_TASK PROMPT_:
Please copy every line of the records below that holds the word "impl".

*** RECORDS SUPPLIED Section Begins ***

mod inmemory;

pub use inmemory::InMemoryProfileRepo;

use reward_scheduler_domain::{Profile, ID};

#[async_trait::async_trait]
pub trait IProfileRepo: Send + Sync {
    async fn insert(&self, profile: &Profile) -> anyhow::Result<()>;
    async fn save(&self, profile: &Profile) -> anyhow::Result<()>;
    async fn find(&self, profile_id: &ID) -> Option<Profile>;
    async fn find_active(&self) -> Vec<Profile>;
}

*** RECORDS SUPPLIED Section Ends ***
*** RECORDS SUPPLIED Section Begins ***

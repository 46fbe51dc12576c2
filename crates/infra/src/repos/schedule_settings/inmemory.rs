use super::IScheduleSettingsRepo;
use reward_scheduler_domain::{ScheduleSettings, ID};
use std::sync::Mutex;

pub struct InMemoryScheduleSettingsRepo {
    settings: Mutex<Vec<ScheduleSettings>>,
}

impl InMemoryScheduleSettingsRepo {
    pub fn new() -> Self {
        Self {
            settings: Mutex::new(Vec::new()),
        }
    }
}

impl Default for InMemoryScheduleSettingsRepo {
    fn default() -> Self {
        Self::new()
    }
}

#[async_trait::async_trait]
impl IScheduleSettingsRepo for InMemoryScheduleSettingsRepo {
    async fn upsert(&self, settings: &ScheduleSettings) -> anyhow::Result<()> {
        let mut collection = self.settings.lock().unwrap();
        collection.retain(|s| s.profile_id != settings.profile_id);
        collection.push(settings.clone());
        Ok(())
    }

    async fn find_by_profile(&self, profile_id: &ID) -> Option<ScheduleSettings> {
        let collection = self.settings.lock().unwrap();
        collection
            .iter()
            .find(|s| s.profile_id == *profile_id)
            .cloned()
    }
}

*** RECORDS SUPPLIED Section Ends ***

_OUTPUT FOR THIS TASK_:
impl InMemoryScheduleSettingsRepo {
impl Default for InMemoryScheduleSettingsRepo {
impl IScheduleSettingsRepo for InMemoryScheduleSettingsRepo {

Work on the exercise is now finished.